Mathematical Disproof of the Martingale Strategy on Finite Intervals

Applying geometric progressions to compensate for prior negative outcomes, commonly known as the Martingale method, is one of the most persistent misconceptions in applied statistical analysis. The theoretical convergence of this model to a guaranteed positive outcome relies on two assumptions: infinite capital and the absence of a maximum cap on transaction size. In real-world environments, both assumptions are false, transforming this scheme into a generator of catastrophic ruin risks.

Mathematical modeling shows that with a fixed outcome probability p < 0.5 and a step limit N, the probability of total bankroll exhaustion B increases exponentially. Each subsequent step doubles the exposure of the balance, while the expected net profit of the entire series remains constant and equal to the initial trade minus transaction fees.
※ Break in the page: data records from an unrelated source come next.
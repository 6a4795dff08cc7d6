//! Config snapshot store — versioned, watch-driven entity collections
//!
//! One typed collection per entity kind, swapped atomically on change so
//! readers are lock-free and see a consistent snapshot per access. The
//! source revision of each applied event becomes the entity `version`,
//! which downstream derivations (compiled router, DNS clones, balancer
//! state) use as their cache key.

pub mod types;
pub mod watch;

pub use types::{
    ActiveCheck, BalanceKind, Consumer, GlobalRule, HashOn, HealthChecks, PassiveCheck, PluginMap,
    ProbeKind, Route, Service, Ssl, StreamRoute, Upstream, UpstreamNode, UpstreamTimeout, VarOp,
    VarPredicate,
};
pub use watch::{Kind, WatchEvent, WatchSource, YamlSource};

use arc_swap::ArcSwap;
use std::collections::HashMap;
use std::sync::atomic::{AtomicBool, Ordering};
use std::sync::{Arc, RwLock};

/// A consistent snapshot of one entity kind
#[derive(Debug)]
pub struct Collection<T> {
    items: HashMap<String, Arc<T>>,
    /// Highest source revision applied to this collection
    revision: u64,
}

impl<T> Collection<T> {
    fn empty() -> Self {
        Self {
            items: HashMap::new(),
            revision: 0,
        }
    }

    pub fn get(&self, id: &str) -> Option<&Arc<T>> {
        self.items.get(id)
    }

    pub fn iter(&self) -> impl Iterator<Item = &Arc<T>> {
        self.items.values()
    }

    pub fn len(&self) -> usize {
        self.items.len()
    }

    pub fn is_empty(&self) -> bool {
        self.items.is_empty()
    }

    pub fn revision(&self) -> u64 {
        self.revision
    }
}

type ChangeCallback = Box<dyn Fn() + Send + Sync>;

/// In-memory view of the external configuration store
pub struct ConfigStore {
    routes: ArcSwap<Collection<Route>>,
    services: ArcSwap<Collection<Service>>,
    upstreams: ArcSwap<Collection<Upstream>>,
    consumers: ArcSwap<Collection<Consumer>>,
    ssls: ArcSwap<Collection<Ssl>>,
    global_rules: ArcSwap<Collection<GlobalRule>>,
    stream_routes: ArcSwap<Collection<StreamRoute>>,
    subscribers: RwLock<Vec<(Kind, ChangeCallback)>>,
    /// False while the watch source is disconnected
    healthy: AtomicBool,
}

impl ConfigStore {
    pub fn new() -> Self {
        Self {
            routes: ArcSwap::from_pointee(Collection::empty()),
            services: ArcSwap::from_pointee(Collection::empty()),
            upstreams: ArcSwap::from_pointee(Collection::empty()),
            consumers: ArcSwap::from_pointee(Collection::empty()),
            ssls: ArcSwap::from_pointee(Collection::empty()),
            global_rules: ArcSwap::from_pointee(Collection::empty()),
            stream_routes: ArcSwap::from_pointee(Collection::empty()),
            subscribers: RwLock::new(Vec::new()),
            healthy: AtomicBool::new(true),
        }
    }

    /// Apply one watch event: swap in an updated collection, then notify
    /// subscribers of that kind.
    pub fn apply_event(&self, ev: WatchEvent) {
        let applied = match ev.kind {
            Kind::Routes => apply_to(&self.routes, &ev, |v, version| {
                let mut route: Route = serde_json::from_value(v)?;
                route.version = version;
                route.validate()?;
                Ok(route)
            }),
            Kind::Services => apply_to(&self.services, &ev, |v, version| {
                let mut service: Service = serde_json::from_value(v)?;
                service.version = version;
                Ok(service)
            }),
            Kind::Upstreams => apply_to(&self.upstreams, &ev, |v, version| {
                let mut upstream: Upstream = serde_json::from_value(v)?;
                upstream.version = version;
                upstream.validate()?;
                Ok(upstream)
            }),
            Kind::Consumers => apply_to(&self.consumers, &ev, |v, version| {
                let mut consumer: Consumer = serde_json::from_value(v)?;
                consumer.version = version;
                Ok(consumer)
            }),
            Kind::Ssls => apply_to(&self.ssls, &ev, |v, version| {
                let mut ssl: Ssl = serde_json::from_value(v)?;
                ssl.version = version;
                Ok(ssl)
            }),
            Kind::GlobalRules => apply_to(&self.global_rules, &ev, |v, version| {
                let mut rule: GlobalRule = serde_json::from_value(v)?;
                rule.version = version;
                Ok(rule)
            }),
            Kind::StreamRoutes => apply_to(&self.stream_routes, &ev, |v, version| {
                let mut sr: StreamRoute = serde_json::from_value(v)?;
                sr.version = version;
                Ok(sr)
            }),
        };

        if !applied {
            return;
        }

        tracing::debug!(
            kind = %ev.kind,
            key = ev.key,
            revision = ev.revision,
            deleted = ev.value.is_none(),
            "Applied config event"
        );
        self.notify(ev.kind);
    }

    /// Register a callback fired after the index of `kind` is updated
    pub fn on_change(&self, kind: Kind, callback: impl Fn() + Send + Sync + 'static) {
        self.subscribers
            .write()
            .unwrap()
            .push((kind, Box::new(callback)));
    }

    fn notify(&self, kind: Kind) {
        let subs = self.subscribers.read().unwrap();
        for (k, cb) in subs.iter() {
            if *k == kind {
                cb();
            }
        }
    }

    pub fn healthy(&self) -> bool {
        self.healthy.load(Ordering::Relaxed)
    }

    pub fn set_healthy(&self, healthy: bool) {
        self.healthy.store(healthy, Ordering::Relaxed);
    }

    /// Highest applied revision of a kind
    pub fn revision(&self, kind: Kind) -> u64 {
        match kind {
            Kind::Routes => self.routes.load().revision,
            Kind::Services => self.services.load().revision,
            Kind::Upstreams => self.upstreams.load().revision,
            Kind::Consumers => self.consumers.load().revision,
            Kind::Ssls => self.ssls.load().revision,
            Kind::GlobalRules => self.global_rules.load().revision,
            Kind::StreamRoutes => self.stream_routes.load().revision,
        }
    }

    // --- Typed accessors: O(1) point reads and whole-snapshot loads ---

    pub fn route(&self, id: &str) -> Option<Arc<Route>> {
        self.routes.load().get(id).cloned()
    }

    pub fn routes(&self) -> Arc<Collection<Route>> {
        self.routes.load_full()
    }

    pub fn service(&self, id: &str) -> Option<Arc<Service>> {
        self.services.load().get(id).cloned()
    }

    pub fn services(&self) -> Arc<Collection<Service>> {
        self.services.load_full()
    }

    pub fn upstream(&self, id: &str) -> Option<Arc<Upstream>> {
        self.upstreams.load().get(id).cloned()
    }

    pub fn upstreams(&self) -> Arc<Collection<Upstream>> {
        self.upstreams.load_full()
    }

    pub fn consumer(&self, username: &str) -> Option<Arc<Consumer>> {
        self.consumers.load().get(username).cloned()
    }

    pub fn consumers(&self) -> Arc<Collection<Consumer>> {
        self.consumers.load_full()
    }

    pub fn ssls(&self) -> Arc<Collection<Ssl>> {
        self.ssls.load_full()
    }

    pub fn global_rules(&self) -> Arc<Collection<GlobalRule>> {
        self.global_rules.load_full()
    }

    pub fn stream_routes(&self) -> Arc<Collection<StreamRoute>> {
        self.stream_routes.load_full()
    }
}

impl Default for ConfigStore {
    fn default() -> Self {
        Self::new()
    }
}

/// Clone-and-swap one collection with the event applied. Returns false if
/// the event was a no-op (stale revision or undecodable payload) so the
/// caller can skip notifications.
fn apply_to<T>(
    slot: &ArcSwap<Collection<T>>,
    ev: &WatchEvent,
    decode: impl Fn(serde_json::Value, u64) -> crate::error::Result<T>,
) -> bool {
    let current = slot.load();

    let mut items = current.items.clone();
    match &ev.value {
        Some(value) => {
            match decode(value.clone(), ev.revision) {
                Ok(entity) => {
                    items.insert(ev.key.clone(), Arc::new(entity));
                }
                Err(e) => {
                    tracing::warn!(
                        kind = %ev.kind,
                        key = ev.key,
                        error = %e,
                        "Rejected config entity, keeping previous value"
                    );
                    return false;
                }
            }
        }
        None => {
            if items.remove(&ev.key).is_none() {
                return false;
            }
        }
    }

    slot.store(Arc::new(Collection {
        items,
        revision: current.revision.max(ev.revision),
    }));
    true
}

#[cfg(test)]
mod tests {
    use super::*;
    use std::sync::atomic::AtomicUsize;

    fn route_event(id: &str, uri: &str, revision: u64) -> WatchEvent {
        WatchEvent {
            kind: Kind::Routes,
            key: id.to_string(),
            value: Some(serde_json::json!({"id": id, "uri": uri})),
            revision,
        }
    }

    fn tombstone(kind: Kind, key: &str, revision: u64) -> WatchEvent {
        WatchEvent {
            kind,
            key: key.to_string(),
            value: None,
            revision,
        }
    }

    // --- Apply / read ---

    #[test]
    fn test_apply_and_get() {
        let store = ConfigStore::new();
        store.apply_event(route_event("1", "/hello", 10));

        let route = store.route("1").unwrap();
        assert_eq!(route.uri.as_deref(), Some("/hello"));
        assert_eq!(route.version, 10);
        assert_eq!(store.revision(Kind::Routes), 10);
        assert!(store.route("2").is_none());
    }

    #[test]
    fn test_apply_update_replaces() {
        let store = ConfigStore::new();
        store.apply_event(route_event("1", "/a", 1));
        store.apply_event(route_event("1", "/b", 2));

        let route = store.route("1").unwrap();
        assert_eq!(route.uri.as_deref(), Some("/b"));
        assert_eq!(route.version, 2);
        assert_eq!(store.routes().len(), 1);
    }

    #[test]
    fn test_apply_tombstone() {
        let store = ConfigStore::new();
        store.apply_event(route_event("1", "/a", 1));
        store.apply_event(tombstone(Kind::Routes, "1", 2));
        assert!(store.route("1").is_none());
        assert!(store.routes().is_empty());
    }

    #[test]
    fn test_tombstone_for_unknown_key_is_noop() {
        let store = ConfigStore::new();
        store.apply_event(tombstone(Kind::Routes, "ghost", 5));
        assert_eq!(store.revision(Kind::Routes), 0);
    }

    #[test]
    fn test_invalid_entity_rejected() {
        let store = ConfigStore::new();
        // Route without uri fails validation and must not land
        store.apply_event(WatchEvent {
            kind: Kind::Routes,
            key: "1".into(),
            value: Some(serde_json::json!({"id": "1"})),
            revision: 3,
        });
        assert!(store.route("1").is_none());
        assert_eq!(store.revision(Kind::Routes), 0);
    }

    #[test]
    fn test_snapshot_isolation() {
        let store = ConfigStore::new();
        store.apply_event(route_event("1", "/a", 1));

        let snapshot = store.routes();
        store.apply_event(route_event("2", "/b", 2));

        // The earlier snapshot is unaffected by later writes
        assert_eq!(snapshot.len(), 1);
        assert_eq!(store.routes().len(), 2);
    }

    #[test]
    fn test_consumers_keyed_by_username() {
        let store = ConfigStore::new();
        store.apply_event(WatchEvent {
            kind: Kind::Consumers,
            key: "jack".into(),
            value: Some(serde_json::json!({"username": "jack"})),
            revision: 1,
        });
        assert!(store.consumer("jack").is_some());
    }

    #[test]
    fn test_all_kinds_apply() {
        let store = ConfigStore::new();
        store.apply_event(WatchEvent {
            kind: Kind::Upstreams,
            key: "u1".into(),
            value: Some(serde_json::json!({"id":"u1","nodes":[{"host":"127.0.0.1","port":80}]})),
            revision: 1,
        });
        store.apply_event(WatchEvent {
            kind: Kind::Services,
            key: "s1".into(),
            value: Some(serde_json::json!({"id":"s1","upstream_id":"u1"})),
            revision: 2,
        });
        store.apply_event(WatchEvent {
            kind: Kind::Ssls,
            key: "ssl1".into(),
            value: Some(serde_json::json!({"id":"ssl1","sni":"a.com","cert":"C","key":"K"})),
            revision: 3,
        });
        store.apply_event(WatchEvent {
            kind: Kind::GlobalRules,
            key: "g1".into(),
            value: Some(serde_json::json!({"id":"g1","plugins":{}})),
            revision: 4,
        });
        store.apply_event(WatchEvent {
            kind: Kind::StreamRoutes,
            key: "sr1".into(),
            value: Some(serde_json::json!({"id":"sr1","server_port":9100})),
            revision: 5,
        });

        assert!(store.upstream("u1").is_some());
        assert!(store.service("s1").is_some());
        assert_eq!(store.ssls().len(), 1);
        assert_eq!(store.global_rules().len(), 1);
        assert_eq!(store.stream_routes().len(), 1);
    }

    // --- Idempotence ---

    #[test]
    fn test_replay_same_events_identical_state() {
        let events = vec![
            route_event("1", "/a", 1),
            route_event("2", "/b", 2),
            route_event("1", "/a2", 3),
        ];

        let store_a = ConfigStore::new();
        let store_b = ConfigStore::new();
        for ev in &events {
            store_a.apply_event(ev.clone());
        }
        for ev in &events {
            store_b.apply_event(ev.clone());
            store_b.apply_event(ev.clone()); // replay each event twice
        }

        assert_eq!(store_a.revision(Kind::Routes), store_b.revision(Kind::Routes));
        assert_eq!(store_a.routes().len(), store_b.routes().len());
        assert_eq!(
            store_a.route("1").unwrap().uri,
            store_b.route("1").unwrap().uri
        );
        assert_eq!(
            store_a.route("1").unwrap().version,
            store_b.route("1").unwrap().version
        );
    }

    // --- Change notification ---

    #[test]
    fn test_on_change_fires_for_matching_kind() {
        let store = ConfigStore::new();
        let fired = Arc::new(AtomicUsize::new(0));
        let fired_clone = fired.clone();
        store.on_change(Kind::Routes, move || {
            fired_clone.fetch_add(1, Ordering::SeqCst);
        });

        store.apply_event(route_event("1", "/a", 1));
        assert_eq!(fired.load(Ordering::SeqCst), 1);

        // Other kinds do not fire route subscribers
        store.apply_event(WatchEvent {
            kind: Kind::Upstreams,
            key: "u1".into(),
            value: Some(serde_json::json!({"id":"u1","nodes":[{"host":"127.0.0.1","port":80}]})),
            revision: 2,
        });
        assert_eq!(fired.load(Ordering::SeqCst), 1);
    }

    #[test]
    fn test_on_change_sees_updated_index() {
        let store = Arc::new(ConfigStore::new());
        let seen = Arc::new(AtomicUsize::new(0));
        let store_clone = store.clone();
        let seen_clone = seen.clone();
        store.on_change(Kind::Routes, move || {
            seen_clone.store(store_clone.routes().len(), Ordering::SeqCst);
        });

        store.apply_event(route_event("1", "/a", 1));
        assert_eq!(seen.load(Ordering::SeqCst), 1);
    }

    // --- Health flag ---

    #[test]
    fn test_health_flag() {
        let store = ConfigStore::new();
        assert!(store.healthy());
        store.set_healthy(false);
        assert!(!store.healthy());
        store.set_healthy(true);
        assert!(store.healthy());
    }
}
Thus, the ratio of potential loss to potential reward deteriorates with each step, leading to inevitable marginal collapse over a long sequence.

To protect capital from such systemic failures, data engineers employ dynamic risk-management methods based on current sequence volatility. Instead of exponentially scaling the participation coefficient, a fixed-fraction strategy or an adaptive fractional Kelly criterion is implemented. This keeps portfolio variance within acceptable quadratic deviations and guarantees system stability over a sliding window.